Еще несколько раз заводил сеточку в сумеречную «печку», ждал, но рыба не шла ему, и Воронок перенес сетку на прежнее место. Подумал, что надо бы и ему обзавестись такой же, надоело выпрашивать живцов для спиннинга. Самому без трех пальцев не связать, — в прошлом году за четвертак покупали, а нынче меньше чем за тридцатку никто не отдает.
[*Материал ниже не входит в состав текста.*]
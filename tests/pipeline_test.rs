use securecheck::config::{AppConfig, TimestampPolicy};
use securecheck::db::{Database, StorageError};
use securecheck::pipeline::ingest_to_path;
use securecheck::queries::{search_logs, AnalyticsQuery, QueryParams};
use securecheck::stats::{chi_square_independence, contingency_table, CategoricalColumn};
use std::fs;
use std::path::{Path, PathBuf};
use tempfile::TempDir;

const HEADER: &str = "stop_date,stop_time,country_name,driver_gender,driver_age_raw,driver_age,\
driver_race,violation_raw,violation,search_conducted,search_type,stop_outcome,is_arrested,\
stop_duration,drugs_related_stop,vehicle_number";

// Six source rows: one with an impossible time, one with no time at all.
const ROWS: [&str; 6] = [
    "2020-01-01,08:00:00,india,M,19.0,19.0,Asian,Speeding,Speeding,False,,Citation,True,0-15 Min,False,RJ01AB1234",
    "2020-01-01,10:30:00,India,F,34.0,34.0,Other,Signal,Signal,True,Vehicle Search,Warning,False,16-30 Min,True,MH12CD5678",
    "2020-01-02,20:00:00,Canada,M,45.0,45.0,White,DUI,DUI,True,Frisk,Arrest,True,30+ Min,True,",
    "2020-01-02,23:15:00,Canada,F,,,Black,Speeding,Speeding,False,,Arrest,True,0-15 Min,False,ON4455",
    "2020-01-03,25:99:00,India,M,61.0,61.0,Asian,Seatbelt,Seatbelt,False,,Warning,False,0-15 Min,False,KA09ZZ0001",
    "2020-01-03,,USA,F,28.0,28.0,White,Speeding,Speeding,False,,Citation,False,16-30 Min,False,TX-1000",
];

fn write_csv(dir: &Path) -> PathBuf {
    let path = dir.join("traffic_stops.csv");
    let mut text = String::from(HEADER);
    for row in ROWS {
        text.push('\n');
        text.push_str(row);
    }
    text.push('\n');
    fs::write(&path, text).unwrap();
    path
}

#[test]
fn row_count_is_source_minus_dropped() {
    let dir = TempDir::new().unwrap();
    let csv = write_csv(dir.path());
    let db_path = dir.path().join("police_logs.db");

    let summary = ingest_to_path(&csv, &db_path, &AppConfig::default(), true).unwrap();
    assert_eq!(summary.rows_read, 6);
    assert_eq!(summary.dropped.len(), 2);
    assert_eq!(summary.rows_persisted, 4);

    let db = Database::open_existing(&db_path).unwrap();
    assert_eq!(db.count_rows().unwrap(), summary.rows_read - summary.dropped.len());
}

#[test]
fn arrest_rate_by_time_of_day_after_ingest() {
    let dir = TempDir::new().unwrap();
    let csv = write_csv(dir.path());
    let db_path = dir.path().join("police_logs.db");
    ingest_to_path(&csv, &db_path, &AppConfig::default(), true).unwrap();

    let db = Database::open_existing(&db_path).unwrap();
    let result = AnalyticsQuery::ArrestRateByTimeOfDay
        .run(&db, &QueryParams::default())
        .unwrap();

    let labels: Vec<String> = result
        .column("time_of_day")
        .unwrap()
        .iter()
        .map(|c| c.to_string())
        .collect();
    assert_eq!(labels, ["Day", "Night"]);

    let rates: Vec<f64> = result
        .column("arrest_rate")
        .unwrap()
        .iter()
        .filter_map(|c| c.as_f64())
        .collect();
    assert_eq!(rates, [50.0, 100.0]);
}

#[test]
fn append_then_replace() {
    let dir = TempDir::new().unwrap();
    let csv = write_csv(dir.path());
    let db_path = dir.path().join("police_logs.db");
    let config = AppConfig::default();

    ingest_to_path(&csv, &db_path, &config, false).unwrap();
    let appended = ingest_to_path(&csv, &db_path, &config, false).unwrap();
    assert_eq!(appended.table_rows, 8);

    let replaced = ingest_to_path(&csv, &db_path, &config, true).unwrap();
    assert_eq!(replaced.table_rows, 4);
}

#[test]
fn impute_policy_keeps_bad_timestamps() {
    let dir = TempDir::new().unwrap();
    let csv = write_csv(dir.path());
    let db_path = dir.path().join("police_logs.db");
    let mut config = AppConfig::default();
    config.cleaning.timestamp_policy = TimestampPolicy::Impute;

    let summary = ingest_to_path(&csv, &db_path, &config, true).unwrap();
    assert!(summary.dropped.is_empty());
    assert_eq!(summary.table_rows, 6);
}

#[test]
fn cleaned_values_are_standardized_in_storage() {
    let dir = TempDir::new().unwrap();
    let csv = write_csv(dir.path());
    let db_path = dir.path().join("police_logs.db");
    ingest_to_path(&csv, &db_path, &AppConfig::default(), true).unwrap();

    let db = Database::open_existing(&db_path).unwrap();
    let india = search_logs(&db, Some("india"), 50).unwrap();
    assert_eq!(india.rows.len(), 2);
    let countries = india.column("country_name").unwrap();
    assert!(countries.iter().all(|c| c.to_string() == "India"));

    let unknown = search_logs(&db, Some("Unknown"), 50).unwrap();
    assert_eq!(unknown.rows.len(), 1);

    let min_age: i64 = db
        .connection()
        .query_row("SELECT MIN(driver_age) FROM traffic_stops", [], |r| r.get(0))
        .unwrap();
    assert!(min_age >= 0);
}

#[test]
fn chi_square_runs_over_ingested_table() {
    let dir = TempDir::new().unwrap();
    let csv = write_csv(dir.path());
    let db_path = dir.path().join("police_logs.db");
    ingest_to_path(&csv, &db_path, &AppConfig::default(), true).unwrap();

    let db = Database::open_existing(&db_path).unwrap();
    let table =
        contingency_table(&db, CategoricalColumn::Violation, CategoricalColumn::IsArrested).unwrap();
    assert_eq!(table.total(), 4);

    let test = chi_square_independence(&table).unwrap();
    assert!((0.0..=1.0).contains(&test.p_value));
}

#[test]
fn opening_an_unloaded_database_fails() {
    let dir = TempDir::new().unwrap();
    let err = Database::open_existing(&dir.path().join("missing.db"))
        .err()
        .unwrap();
    assert!(matches!(
        err,
        StorageError::NotInitialized(_) | StorageError::Open { .. }
    ));
}

#[test]
fn missing_csv_is_an_error() {
    let dir = TempDir::new().unwrap();
    let db_path = dir.path().join("police_logs.db");
    let result = ingest_to_path(
        &dir.path().join("nope.csv"),
        &db_path,
        &AppConfig::default(),
        true,
    );
    assert!(result.is_err());
}

#[test]
fn source_spellings_survive_ingest() {
    let dir = TempDir::new().unwrap();
    let csv = write_csv(dir.path());
    let db_path = dir.path().join("police_logs.db");
    let mut config = AppConfig::default();
    config.cleaning.timestamp_policy = TimestampPolicy::Impute;
    ingest_to_path(&csv, &db_path, &config, true).unwrap();

    let db = Database::open_existing(&db_path).unwrap();
    let lookup = |vehicle: &str| -> (String, String) {
        db.connection()
            .query_row(
                "SELECT country_name, stop_duration FROM traffic_stops WHERE vehicle_number = ?1",
                [vehicle],
                |r| Ok((r.get(0)?, r.get(1)?)),
            )
            .unwrap()
    };
    assert_eq!(lookup("TX-1000"), ("USA".to_string(), "16-30 min".to_string()));
    assert_eq!(lookup("RJ01AB1234"), ("India".to_string(), "0-15 min".to_string()));
}

#[test]
fn fresh_database_file_starts_empty() {
    let dir = TempDir::new().unwrap();
    let db_path = dir.path().join("police_logs.db");

    let db = Database::open(&db_path).unwrap();
    assert_eq!(db.count_rows().unwrap(), 0);
    drop(db);

    let reopened = Database::open_existing(&db_path).unwrap();
    assert_eq!(reopened.count_rows().unwrap(), 0);
}
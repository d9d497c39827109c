//! traffic_stops inserts.

use super::{Database, StorageError, CREATE_TABLE_SQL, DROP_TABLE_SQL};
use crate::data::StopRecord;
use rusqlite::{params, Connection};
use tracing::info;

const INSERT_SQL: &str = "
    INSERT INTO traffic_stops
        (stop_date, stop_time, country_name, driver_gender, driver_age, driver_race,
         violation_raw, violation, search_conducted, search_type, stop_outcome,
         is_arrested, stop_duration, drugs_related_stop, vehicle_number,
         time_of_day, age_category)
    VALUES (?1, ?2, ?3, ?4, ?5, ?6, ?7, ?8, ?9, ?10, ?11, ?12, ?13, ?14, ?15, ?16, ?17)";

fn insert_one(conn: &Connection, record: &StopRecord) -> Result<i64, StorageError> {
    let s = &record.stop;
    let mut stmt = conn.prepare_cached(INSERT_SQL)?;
    stmt.execute(params![
        s.stop_date.format("%Y-%m-%d").to_string(),
        s.stop_time.format("%H:%M:%S").to_string(),
        s.country_name,
        s.driver_gender.as_str(),
        s.driver_age,
        s.driver_race,
        s.violation_raw,
        s.violation,
        s.search_conducted,
        s.search_type,
        s.stop_outcome,
        s.is_arrested,
        s.stop_duration.as_str(),
        s.drugs_related_stop,
        s.vehicle_number,
        record.time_of_day.as_str(),
        record.age_category.as_str(),
    ])?;
    Ok(conn.last_insert_rowid())
}

impl Database {
    /// Bulk insert in one transaction: all rows land or none do.
    pub fn insert_records(&mut self, records: &[StopRecord]) -> Result<usize, StorageError> {
        let tx = self.conn.transaction()?;
        for record in records {
            insert_one(&tx, record)?;
        }
        tx.commit()?;
        info!(rows = records.len(), "stops loaded into traffic_stops");
        Ok(records.len())
    }

    /// Recreate the table and load `records`, all in one transaction. On
    /// failure the previous contents are left untouched.
    pub fn replace_records(&mut self, records: &[StopRecord]) -> Result<usize, StorageError> {
        let tx = self.conn.transaction()?;
        tx.execute_batch(DROP_TABLE_SQL)?;
        tx.execute_batch(CREATE_TABLE_SQL)?;
        for record in records {
            insert_one(&tx, record)?;
        }
        tx.commit()?;
        info!(rows = records.len(), "traffic_stops table replaced");
        Ok(records.len())
    }

    /// Append a single manually logged stop, returning its `stop_id`.
    pub fn insert_record(&self, record: &StopRecord) -> Result<i64, StorageError> {
        let id = insert_one(&self.conn, record)?;
        info!(stop_id = id, "new stop logged");
        Ok(id)
    }
}
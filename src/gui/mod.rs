//! GUI module - dashboard window and its widgets

mod app;
mod control_panel;
mod log_form;
mod logs_view;
mod results_view;

pub use app::DashboardApp;
pub use control_panel::{ControlPanel, ControlPanelAction, ExportFormat};
pub use log_form::{FormError, LogForm};
pub use logs_view::LogsView;
pub use results_view::{draw_result_table, ResultsView};
//! Latest-log lookup with a country / vehicle number filter.

use super::result::{fetch, QueryResult};
use crate::db::{Database, StorageError};
use rusqlite::params;

/// Rows shown in the dashboard's latest-logs table.
pub const LATEST_LOGS_LIMIT: u32 = 50;

const SEARCH_SQL: &str = r"
    SELECT stop_id, stop_date, stop_time, country_name, vehicle_number,
           violation, stop_outcome, is_arrested, drugs_related_stop
    FROM traffic_stops
    WHERE ?1 IS NULL
       OR country_name LIKE ?1 ESCAPE '\'
       OR vehicle_number LIKE ?1 ESCAPE '\'
    ORDER BY stop_date DESC, stop_time DESC, stop_id DESC
    LIMIT ?2";

/// `term` is matched as a literal substring; `%` and `_` are escaped.
fn like_pattern(term: &str) -> String {
    let mut escaped = String::with_capacity(term.len() + 2);
    escaped.push('%');
    for c in term.chars() {
        if matches!(c, '\\' | '%' | '_') {
            escaped.push('\\');
        }
        escaped.push(c);
    }
    escaped.push('%');
    escaped
}

/// Most recent stops, optionally filtered by a search term.
pub fn search_logs(
    db: &Database,
    term: Option<&str>,
    limit: u32,
) -> Result<QueryResult, StorageError> {
    let pattern = term
        .map(str::trim)
        .filter(|t| !t.is_empty())
        .map(like_pattern);
    fetch(
        db.connection(),
        "Latest Logs",
        SEARCH_SQL,
        params![pattern, i64::from(limit)],
    )
}
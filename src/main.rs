//! SecureCheck - Traffic-Stop Ledger
//!
//! Ingests a CSV of traffic stops into SQLite and answers a fixed catalog of
//! analytical questions from the command line or a dashboard window.

use std::path::PathBuf;

use anyhow::{anyhow, Context, Result};
use clap::{Parser, Subcommand};
use eframe::egui;
use securecheck::config::AppConfig;
use securecheck::db::Database;
use securecheck::gui::DashboardApp;
use securecheck::pipeline;
use securecheck::queries::{search_logs, AnalyticsQuery, QueryParams, QueryResult};
use securecheck::stats::{chi_square_independence, contingency_table, CategoricalColumn};
use tracing::info;
use tracing_subscriber::EnvFilter;

/// SecureCheck traffic-stop ledger
#[derive(Parser)]
#[command(name = "securecheck")]
#[command(about = "Clean, store and analyze traffic-stop records")]
#[command(version)]
struct Cli {
    /// Configuration file (defaults to ./securecheck.toml when present)
    #[arg(short, long, global = true)]
    config: Option<PathBuf>,

    /// SQLite database file, overrides the configured path
    #[arg(long, global = true)]
    db: Option<PathBuf>,

    /// Enable verbose logging
    #[arg(short, long, global = true)]
    verbose: bool,

    #[command(subcommand)]
    command: Option<Commands>,
}

#[derive(Subcommand)]
enum Commands {
    /// Clean a CSV of stops and load it into the database
    Ingest {
        /// CSV file to load, overrides the configured path
        #[arg(long)]
        csv: Option<PathBuf>,

        /// Drop and recreate the table instead of appending
        #[arg(long)]
        replace: bool,
    },

    /// Run one entry of the analytics catalog
    Query {
        #[arg(value_enum)]
        query: AnalyticsQuery,

        /// Row cap for ranking queries
        #[arg(short, long, default_value = "10")]
        limit: u32,

        /// Leave out groups with fewer stops
        #[arg(long, default_value = "1")]
        min_stops: u32,

        /// Print JSON instead of a table
        #[arg(long)]
        json: bool,

        /// Also write the result to a file (CSV, or JSON with --json)
        #[arg(short, long)]
        out: Option<PathBuf>,
    },

    /// Show the latest stops, optionally filtered by country or vehicle number
    Search {
        term: Option<String>,

        #[arg(short, long, default_value = "50")]
        limit: u32,
    },

    /// Chi-square test of independence between two columns
    ChiSquare {
        #[arg(long, value_enum, default_value = "violation")]
        rows: CategoricalColumn,

        #[arg(long, value_enum, default_value = "is-arrested")]
        cols: CategoricalColumn,
    },

    /// Open the dashboard window
    Dashboard,
}

fn main() -> Result<()> {
    let cli = Cli::parse();

    // Initialize tracing subscriber
    let filter = if cli.verbose {
        EnvFilter::new("debug")
    } else {
        EnvFilter::try_from_default_env().unwrap_or_else(|_| EnvFilter::new("info"))
    };

    tracing_subscriber::fmt().with_env_filter(filter).init();

    let config = AppConfig::load(cli.config.as_deref()).context("Failed to load configuration")?;
    let db_path = cli.db.unwrap_or_else(|| config.database.path.clone());

    match cli.command.unwrap_or(Commands::Dashboard) {
        Commands::Ingest { csv, replace } => {
            let csv_path = csv.unwrap_or_else(|| config.input.csv_path.clone());
            let summary = pipeline::ingest_to_path(&csv_path, &db_path, &config, replace)?;

            println!(
                "Loaded {} of {} rows into {} ({} dropped, {} cells imputed, {} rows in table)",
                summary.rows_persisted,
                summary.rows_read,
                db_path.display(),
                summary.dropped.len(),
                summary.imputed_cells,
                summary.table_rows
            );
            for dropped in summary.dropped.iter().take(10) {
                println!("  skipped row {}: {}", dropped.row + 1, dropped.reason);
            }
            if summary.dropped.len() > 10 {
                println!("  ... and {} more", summary.dropped.len() - 10);
            }
        }
        Commands::Query {
            query,
            limit,
            min_stops,
            json,
            out,
        } => {
            let db = open_existing(&db_path)?;
            let params = QueryParams { limit, min_stops };
            let result = query
                .run(&db, &params)
                .with_context(|| format!("Query '{}' failed", query.title()))?;

            if json {
                println!("{}", result.to_json()?);
            } else {
                print_table(&result);
            }

            if let Some(out) = out {
                if json {
                    result.write_json(&out)?;
                } else {
                    result.write_csv(&out)?;
                }
                info!(path = %out.display(), "result written");
            }
        }
        Commands::Search { term, limit } => {
            let db = open_existing(&db_path)?;
            let result = search_logs(&db, term.as_deref(), limit).context("Log search failed")?;
            print_table(&result);
        }
        Commands::ChiSquare { rows, cols } => {
            let db = open_existing(&db_path)?;
            let table = contingency_table(&db, rows, cols)?;
            let test = chi_square_independence(&table)?;

            println!(
                "{} vs {}: n = {}",
                rows.column_name(),
                cols.column_name(),
                table.total()
            );
            println!(
                "chi2 = {:.4}  dof = {}  p = {:.4}  Cramer's V = {:.4}",
                test.statistic, test.degrees_of_freedom, test.p_value, test.cramers_v
            );
            println!(
                "{}",
                if test.is_significant {
                    "Significant at 0.05: the columns are not independent"
                } else {
                    "Not significant at 0.05"
                }
            );
        }
        Commands::Dashboard => {
            // A fresh file is fine here; the window offers CSV import
            let db = Database::open(&db_path).with_context(|| {
                format!("Database connection error for '{}'", db_path.display())
            })?;

            // Configure native options
            let options = eframe::NativeOptions {
                viewport: egui::ViewportBuilder::default()
                    .with_inner_size([1400.0, 900.0])
                    .with_min_inner_size([1100.0, 700.0])
                    .with_title("SecureCheck Police Dashboard"),
                ..Default::default()
            };

            eframe::run_native(
                "SecureCheck",
                options,
                Box::new(move |cc| Ok(Box::new(DashboardApp::new(cc, db, config)))),
            )
            .map_err(|e| anyhow!("Dashboard failed: {}", e))?;
        }
    }

    Ok(())
}

fn open_existing(path: &std::path::Path) -> Result<Database> {
    Database::open_existing(path).with_context(|| {
        format!(
            "No ledger at '{}'; run `securecheck ingest` first",
            path.display()
        )
    })
}

/// Plain-text table with columns padded to their widest cell.
fn print_table(result: &QueryResult) {
    println!("{}", result.title);
    if result.is_empty() {
        println!("(no rows)");
        return;
    }

    let cells: Vec<Vec<String>> = result
        .rows
        .iter()
        .map(|row| row.iter().map(|c| c.to_string()).collect())
        .collect();
    let widths: Vec<usize> = result
        .columns
        .iter()
        .enumerate()
        .map(|(i, name)| {
            cells
                .iter()
                .filter_map(|row| row.get(i))
                .map(|c| c.chars().count())
                .chain(std::iter::once(name.chars().count()))
                .max()
                .unwrap_or_default()
        })
        .collect();

    let line = |values: Vec<&str>| {
        values
            .iter()
            .zip(&widths)
            .map(|(v, w)| format!("{:<width$}", v, width = *w))
            .collect::<Vec<_>>()
            .join("  ")
    };

    println!("{}", line(result.columns.iter().map(String::as_str).collect()));
    println!(
        "{}",
        widths
            .iter()
            .map(|w| "-".repeat(*w))
            .collect::<Vec<_>>()
            .join("  ")
    );
    for row in &cells {
        println!("{}", line(row.iter().map(String::as_str).collect()));
    }
}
Если сегодня все пойдет ладом, можно и на сетку деньги собрать: лето, считай, прошло, а зимой скинут пятерку, зимой заработок дороже ценится. Может, в зиму с Рысцовым сторгуется, тот за лето ни разу не принес своей сеточки на реку, спиннингом балуется, а сетку держит на сеновале, никак не простит Оке, что она у него власть отняла. Воронок понимает Прошку и, хоть сам думает по-другому, жалеет его; что-то ведь отняли у соседа, пресекли его размах, самую натуру Рысцова обидели. Не Воронок отменял запретку, он и сам в караульщиках походил, — жизнь это над Прошкой сделала, но так уж Воронок устроен, что, чувствуя себя частицей этой жизни, он испытывал и необъяснимую неловкость перед Рысцовым и даже чувство вины, что вот он-то сам живет, как прежде, а у Прошки все поменялось.
И с этой стороны выходило, что он счастливый человек: в войну жизнь отняла у него все, но жестокий урон несли и другие, и все они были одной судьбы племянники. Тут уж не до обиды, какая может быть обида, когда и самому помереть хочется, не думать, не страдать. А потом все покатилось ровно, как рессорный возок по проселку, ему терять было нечего, а другие теряли, хоть тот же Рысцов.
О спиннинге с уклеечкой, которая, верно, отдала богу душу, еще и не долетев до воды, Воронок забыл, но вдруг ровный гул падающей воды взорвал треск громкоголосого затвора на катушке. Воронок поднял на плотину голавля в полкило: по живцу и добыча.
Кукан он пристроил не в стоячей воде перекрытого канала электростанции, а на устое, чуть повыше вынутых щитов, — вода пролетала здесь прозрачно и яростно, кукан он распустил подлинней, чтобы рыбе было вольготно.
Воронок вынул сеточку и не обманулся: дно ее так и кишело, переливалось серебром, уклейки рассыпались в пружинистых прыжках по устою.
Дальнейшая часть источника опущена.